ADRIC views the new CT as a deformation of a prior high-quality CT volume, but with additional non-deformation-induced voxel intensity changes. ADRIC first applies the 2D-3D deformation technique to recover the deformation field between the prior CT volume and the new, to-be-reconstructed CT volume. Using the deformation-recovered new CT volume, ADRIC further corrects the non-deformation-induced voxel intensity changes with an updated algebraic reconstruction technique, enforcing a less stringent total variation smoothing scheme on image difference ('ART-dTV'). The intensity-corrected new CT volume is subsequently fed back into the 2D-3D deformation process to further correct the residual deformation errors, which forms an iterative loop. By ADRIC, the deformation field and the non-deformation voxel intensity corrections are optimized separately and alternately to reconstruct the final CT.

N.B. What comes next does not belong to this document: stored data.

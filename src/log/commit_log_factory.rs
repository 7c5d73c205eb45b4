// Copyright 2025 jonefeewang@gmail.com
//
// Licensed under the Apache License, Version 2.0 (the "License");
// you may not use this file except in compliance with the License.
// You may obtain a copy of the License at
//
//     http://www.apache.org/licenses/LICENSE-2.0
//
// Unless required by applicable law or agreed to in writing, software
// distributed under the License is distributed on an "AS IS" BASIS,
// WITHOUT WARRANTIES OR CONDITIONS OF ANY KIND, either express or implied.
// See the License for the specific language governing permissions and
// limitations under the License.

use std::sync::Arc;

use dashmap::mapref::entry::Entry;
use dashmap::DashMap;
use tracing::{error, info};

use crate::log::{
    CommitLogAppender, CommitLogReader, LogSegmentFactory, TopicSegmentRegistry,
    TopicSegmentRegistryFactory,
};
use crate::{AppError, AppResult, BrokerConfig, CommitLogConfig, TopicConfig};

/// Entry point of the storage engine: one appender and one reader per
/// configured topic, created on first use.
///
/// Topic names are matched case-insensitively against the configuration.
#[derive(Debug)]
pub struct CommitLogFactory {
    config: Arc<CommitLogConfig>,
    topics: Vec<TopicConfig>,
    segment_factory: LogSegmentFactory,
    registries: TopicSegmentRegistryFactory,
    appenders: DashMap<String, Arc<CommitLogAppender>>,
    readers: DashMap<String, Arc<CommitLogReader>>,
}

impl CommitLogFactory {
    pub fn new(config: BrokerConfig) -> Self {
        let commit_log = Arc::new(config.commit_log);
        let segment_factory = LogSegmentFactory::new(Arc::clone(&commit_log));
        Self {
            config: commit_log,
            topics: config.topics,
            registries: TopicSegmentRegistryFactory::new(segment_factory.clone()),
            segment_factory,
            appenders: DashMap::new(),
            readers: DashMap::new(),
        }
    }

    fn topic_config(&self, topic: &str) -> AppResult<&TopicConfig> {
        self.topics
            .iter()
            .find(|config| config.name.eq_ignore_ascii_case(topic))
            .ok_or_else(|| AppError::InvalidTopic(format!("topic '{}' is not configured", topic)))
    }

    async fn registry(&self, topic: &TopicConfig) -> AppResult<Arc<TopicSegmentRegistry>> {
        self.registries
            .get_or_create(
                &topic.name,
                topic.resolve_directory(&self.config),
                topic.base_offset,
            )
            .await
    }

    /// The topic's appender; its offsets continue from the recovered high-water
    /// mark, not the configured base offset.
    pub async fn get_appender(&self, topic: &str) -> AppResult<Arc<CommitLogAppender>> {
        let topic_config = self.topic_config(topic)?;
        if let Some(appender) = self.appenders.get(&topic_config.name) {
            return Ok(Arc::clone(appender.value()));
        }

        let registry = self.registry(topic_config).await?;
        let appender = Arc::new(CommitLogAppender::new(
            registry,
            self.segment_factory.clone(),
            topic_config.flush_interval(),
            topic_config.compression,
        )?);
        let existing = match self.appenders.entry(topic_config.name.clone()) {
            Entry::Occupied(entry) => Arc::clone(entry.get()),
            Entry::Vacant(entry) => {
                info!(topic = %topic_config.name, "created commit log appender");
                return Ok(Arc::clone(entry.insert(appender).value()));
            }
        };
        // lost the race, the spare appender never saw an append
        appender.dispose().await?;
        Ok(existing)
    }

    pub async fn get_reader(&self, topic: &str) -> AppResult<Arc<CommitLogReader>> {
        let topic_config = self.topic_config(topic)?;
        if let Some(reader) = self.readers.get(&topic_config.name) {
            return Ok(Arc::clone(reader.value()));
        }

        let registry = self.registry(topic_config).await?;
        let reader = Arc::new(CommitLogReader::new(registry, self.segment_factory.clone()));
        Ok(Arc::clone(
            self.readers
                .entry(topic_config.name.clone())
                .or_insert(reader)
                .value(),
        ))
    }

    /// Disposes every appender, flushing what they still hold, then every
    /// reader. Returns the first appender error after trying them all.
    pub async fn dispose(&self) -> AppResult<()> {
        let appenders: Vec<Arc<CommitLogAppender>> = self
            .appenders
            .iter()
            .map(|entry| Arc::clone(entry.value()))
            .collect();
        self.appenders.clear();

        let mut first_error = None;
        for appender in appenders {
            if let Err(e) = appender.dispose().await {
                error!(topic = %appender.topic(), "failed to dispose appender: {}", e);
                first_error.get_or_insert(e);
            }
        }

        let readers: Vec<Arc<CommitLogReader>> = self
            .readers
            .iter()
            .map(|entry| Arc::clone(entry.value()))
            .collect();
        self.readers.clear();
        for reader in readers {
            reader.dispose().await;
        }

        match first_error {
            Some(e) => Err(e),
            None => Ok(()),
        }
    }
}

CT myocardial perfusion imaging scenarios were employed to evaluate the efficacy of ADRIC, using both simulated data of the extended-cardiac-torso (XCAT) digital phantom and experimentally acquired porcine data. The reconstruction accuracy of the ADRIC technique was compared to the technique using ART-dTV alone, and to that using 2D-3D deformation alone.


For the XCAT simulation study, the relative errors of the reconstructed CT by the 2D-3D deformation technique, the ART-dTV technique and the ADRIC technique were 14.64%, 19.21% and 11.90% respectively, by using 20 projections for reconstruction. The corresponding results for the porcine study were 13.61%, 8.78% and 6.80%, respectively.


The ADRIC technique outperformed both the 2D-3D deformation technique and the ART-dTV technique. The solved deformation field and non-deformation voxel intensity correction can benefit multiple clinical applications, including tumor tracking and treatment outcome analysis.

Funding Support, Disclosures, and Conflict of Interest: We acknowledge funding support from the American Cancer Society (RSG-13-326-01-CCE), from the US National Institutes of Health (R01 EB020366), and from the Cancer Prevention and Research Institute of Texas (RP130109).